**MATERIAL FOR THE TASK**:
-- Opening Marker --

//! Branch validation against the running distro release.
//!
//! Given the user's chosen branch and remote, the detected release codename,
//! and a branch-existence predicate, [`resolve`] decides whether the run may
//! continue and which warning, if any, to show. The rules form a fixed-order
//! decision table:
//!
//! 1. Non-default remote: no assumptions can be made, no checks run.
//! 2. Unstable branch chosen while a release branch exists for this distro:
//!    blocking, suppressible warning.
//! 3. Everything else: advisory warnings recommending a better
//!    branch/remote pair, first match wins.
//!
//! Warnings never switch the branch; they recommend. The single blocking
//! case holds the run in [`ResolverState::AwaitingDecision`] until the user
//! acknowledges it (and optionally persists the suppress flag).

use std::sync::LazyLock;

use regex::Regex;

use crate::settings::{DEFAULT_GIT_REMOTE, Settings};

/// The development branch. Release branches are named after distro
/// codenames; everything lands here first.
pub const UNSTABLE_BRANCH: &str = "main";

/// Release-codename heuristic: a lowercase word ending in `a`, the pattern
/// Linux Mint release names follow (vera, vanessa, una, ...). Deliberately
/// loose; it only gates which warnings are worth showing.
static CODENAME_PATTERN: LazyLock<Regex> =
    LazyLock::new(|| Regex::new(r"^[a-z]+a$").expect("codename pattern is a valid regex"));

/// Whether `branch` is shaped like a release codename.
pub fn looks_like_release_codename(branch: &str) -> bool {
    CODENAME_PATTERN.is_match(branch)
}

/// Which decision-table rule produced a warning.
#[derive(Debug, Clone, Copy, PartialEq, Eq)]
pub enum WarningKind {
    /// The unstable branch is selected although a release branch exists
    /// for this distro. The only blocking, suppressible case.
    UnstableSelected,
    /// The chosen release branch is for a different distro release, and a
    /// branch for the running release exists.
    IncompatibleRelease,
    /// The chosen branch does not exist on the remote, but a branch for the
    /// running release does.
    ChosenUnavailable,
    /// The chosen branch matches the running release, but no such branch
    /// exists yet.
    ChosenNotAvailable,
    /// The chosen release branch is for a different distro release, and the
    /// running release has no branch either.
    UnsupportedRelease,
    /// Neither the chosen branch nor the running release exists on the
    /// remote.
    NoReleaseAvailable,
}

impl WarningKind {
    /// Dialog-style title for the warning.
    pub fn title(self) -> &'static str {
        match self {
            Self::UnstableSelected => "Unstable release selected",
            Self::IncompatibleRelease | Self::UnsupportedRelease => "Incompatible release",
            Self::ChosenUnavailable | Self::NoReleaseAvailable => "Chosen release unavailable",
            Self::ChosenNotAvailable => "Chosen release not available",
        }
    }
}

/// Settings flag a warning can persist to suppress itself permanently.
#[derive(Debug, Clone, Copy, PartialEq, Eq)]
pub enum SuppressFlag {
    /// `ignore_unstable_warning` in [`Settings`].
    IgnoreUnstableWarning,
}

impl SuppressFlag {
    /// Set the flag on the settings value.
    pub fn apply(self, settings: &mut Settings) {
        match self {
            Self::IgnoreUnstableWarning => settings.ignore_unstable_warning = true,
        }
    }
}

/// The branch/remote pair a warning recommends switching to.
#[derive(Debug, Clone, PartialEq, Eq)]
pub struct Recommendation {
    /// Branch (release codename or [`UNSTABLE_BRANCH`]) to use instead.
    pub release: String,
    /// Remote URL to use instead.
    pub url: String,
}

/// A warning produced by the decision table.
#[derive(Debug, Clone, PartialEq, Eq)]
pub struct Warning {
    pub kind: WarningKind,
    /// Explanation shown under the title.
    pub message: String,
    /// What to switch to; always present, warnings are advisory.
    pub recommendation: Recommendation,
    /// Present when acknowledging the warning may persist a "don't show
    /// this again" flag.
    pub suppress_flag: Option<SuppressFlag>,
}

impl Warning {
    /// Dialog-style title for the warning.
    pub fn title(&self) -> &'static str {
        self.kind.title()
    }
}

/// Whether a resolution still waits on the user.
#[derive(Debug, Clone, Copy, PartialEq, Eq)]
pub enum ResolverState {
    /// A blocking warning was shown; the run waits for acknowledgment.
    AwaitingDecision,
    /// The decision is final: proceed or abort.
    Resolved,
}

/// The user's answer to a blocking warning.
#[derive(Debug, Clone, Copy, PartialEq, Eq)]
pub enum Acknowledgment {
    /// Continue this run only.
    Proceed,
    /// Continue and never show this warning again.
    ProceedAndSuppress,
    /// Stop the run.
    Abort,
}

/// Outcome of branch validation for one run.
#[derive(Debug, Clone, PartialEq, Eq)]
pub struct Resolution {
    /// The branch this run will use. Warnings recommend alternatives but
    /// never switch it.
    pub effective_branch: String,
    /// Advisory or blocking warning, if any rule fired.
    pub warning: Option<Warning>,
    proceed: bool,
    state: ResolverState,
}

impl Resolution {
    fn resolved(effective_branch: String, warning: Option<Warning>) -> Self {
        Self {
            effective_branch,
            warning,
            proceed: true,
            state: ResolverState::Resolved,
        }
    }

    fn awaiting(effective_branch: String, warning: Warning) -> Self {
        Self {
            effective_branch,
            warning: Some(warning),
            proceed: false,
            state: ResolverState::AwaitingDecision,
        }
    }

    /// Whether the caller may continue without further prompting.
    pub fn proceed(&self) -> bool {
        self.proceed
    }

    pub fn state(&self) -> ResolverState {
        self.state
    }

    /// Apply the user's answer to a blocking warning, transitioning
    /// `AwaitingDecision` to `Resolved`. A no-op once resolved; there is no
    /// automatic retry.
    pub fn acknowledge(&mut self, ack: Acknowledgment, settings: &mut Settings) {
        if self.state != ResolverState::AwaitingDecision {
            return;
        }
        match ack {
            Acknowledgment::Proceed => self.proceed = true,
            Acknowledgment::ProceedAndSuppress => {
                if let Some(flag) = self.warning.as_ref().and_then(|w| w.suppress_flag) {
                    flag.apply(settings);
                }
                self.proceed = true;
            }
            Acknowledgment::Abort => self.proceed = false,
        }
        self.state = ResolverState::Resolved;
    }
}

/// Validate the chosen branch/remote against the running release.
///
/// `system_release` may be empty when the release codename could not be
/// detected; every existence check for it is then false and the rules fall
/// through accordingly. `branch_exists` is consulted for at most two branch
/// names and must return `false` (not fail) when the remote is unreachable;
/// callers are expected to have run a connectivity check beforehand.
pub fn resolve<F>(settings: &Settings, system_release: &str, branch_exists: F) -> Resolution
where
    F: Fn(&str) -> bool,
{
    let chosen_branch = settings.git_branch.as_str();
    let chosen_url = settings.git_url.as_str();

    if chosen_url != DEFAULT_GIT_REMOTE {
        log::debug!("Not validating branches: non-default remote {chosen_url} set");
        return Resolution::resolved(chosen_branch.to_string(), None);
    }

    let sys_exists = branch_exists(system_release);

    if chosen_branch == UNSTABLE_BRANCH && sys_exists && !settings.ignore_unstable_warning {
        let warning = Warning {
            kind: WarningKind::UnstableSelected,
            message: format!(
                "You have selected the unstable development branch ({UNSTABLE_BRANCH}) of the \
                 configuration tool. It is recommended to use the release branch that \
                 corresponds to your Linux Mint version."
            ),
            recommendation: Recommendation {
                release: system_release.to_string(),
                url: chosen_url.to_string(),
            },
            suppress_flag: Some(SuppressFlag::IgnoreUnstableWarning),
        };
        return Resolution::awaiting(chosen_branch.to_string(), warning);
    }

    let chosen_exists = branch_exists(chosen_branch);
    let mismatch = system_release != chosen_branch;
    let looks_versioned = looks_like_release_codename(chosen_branch);

    let warning = if mismatch && looks_versioned && sys_exists {
        // A branch specifically for this distro release is available.
        Some(Warning {
            kind: WarningKind::IncompatibleRelease,
            message: "You have selected a version of the configuration tool meant for a \
                      different Linux Mint release. It is recommended to switch to the release \
                      branch that corresponds to your Linux Mint version."
                .to_string(),
            recommendation: Recommendation {
                release: system_release.to_string(),
                url: chosen_url.to_string(),
            },
            suppress_flag: None,
        })
    } else if sys_exists && !chosen_exists {
        Some(Warning {
            kind: WarningKind::ChosenUnavailable,
            message: "You have selected a release of the configuration tool that does not \
                      exist on the git URL you have specified. It is recommended that you \
                      switch to the release branch that corresponds to your Linux Mint release \
                      on the default repository."
                .to_string(),
            recommendation: Recommendation {
                release: system_release.to_string(),
                url: DEFAULT_GIT_REMOTE.to_string(),
            },
            suppress_flag: None,
        })
    } else if looks_versioned && !mismatch && !chosen_exists {
        Some(Warning {
            kind: WarningKind::ChosenNotAvailable,
            message: "You have selected a release of the configuration tool that does not \
                      exist on the git URL you have specified; however, your current Linux \
                      Mint release is not yet supported. It is recommended that you switch to \
                      the main (testing) branch."
                .to_string(),
            recommendation: Recommendation {
                release: UNSTABLE_BRANCH.to_string(),
                url: chosen_url.to_string(),
            },
            suppress_flag: None,
        })
    } else if mismatch && looks_versioned && !sys_exists {
        // Meant for another release, and this system is unsupported.
        Some(Warning {
            kind: WarningKind::UnsupportedRelease,
            message: "You have selected a version of the configuration tool meant for a \
                      different Linux Mint release; however, we are unable to completely \
                      support your Linux Mint release at this time. It is recommended to \
                      switch to the main (testing) branch."
                .to_string(),
            recommendation: Recommendation {
                release: UNSTABLE_BRANCH.to_string(),
                url: chosen_url.to_string(),
            },
            suppress_flag: None,
        })
    } else if mismatch && !sys_exists && !chosen_exists {
        Some(Warning {
            kind: WarningKind::NoReleaseAvailable,
            message: "You have selected a version of the configuration tool that does not \
                      support your version of Linux Mint; however, there is no release that \
                      supports your version of Linux Mint available yet. It is recommended to \
                      switch to the main (testing) branch."
                .to_string(),
            recommendation: Recommendation {
                release: UNSTABLE_BRANCH.to_string(),
                url: chosen_url.to_string(),
            },
            suppress_flag: None,
        })
    } else {
        None
    };

    Resolution::resolved(chosen_branch.to_string(), warning)
}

-- Closing Marker --

**PROBLEM STATEMENT**: Find and copy every line in the entries above where the string "LazyLock" occurs.

**ANSWER SECTION**:
use std::sync::LazyLock;
static CODENAME_PATTERN: LazyLock<Regex> =
    LazyLock::new(|| Regex::new(r"^[a-z]+a$").expect("codename pattern is a valid regex"));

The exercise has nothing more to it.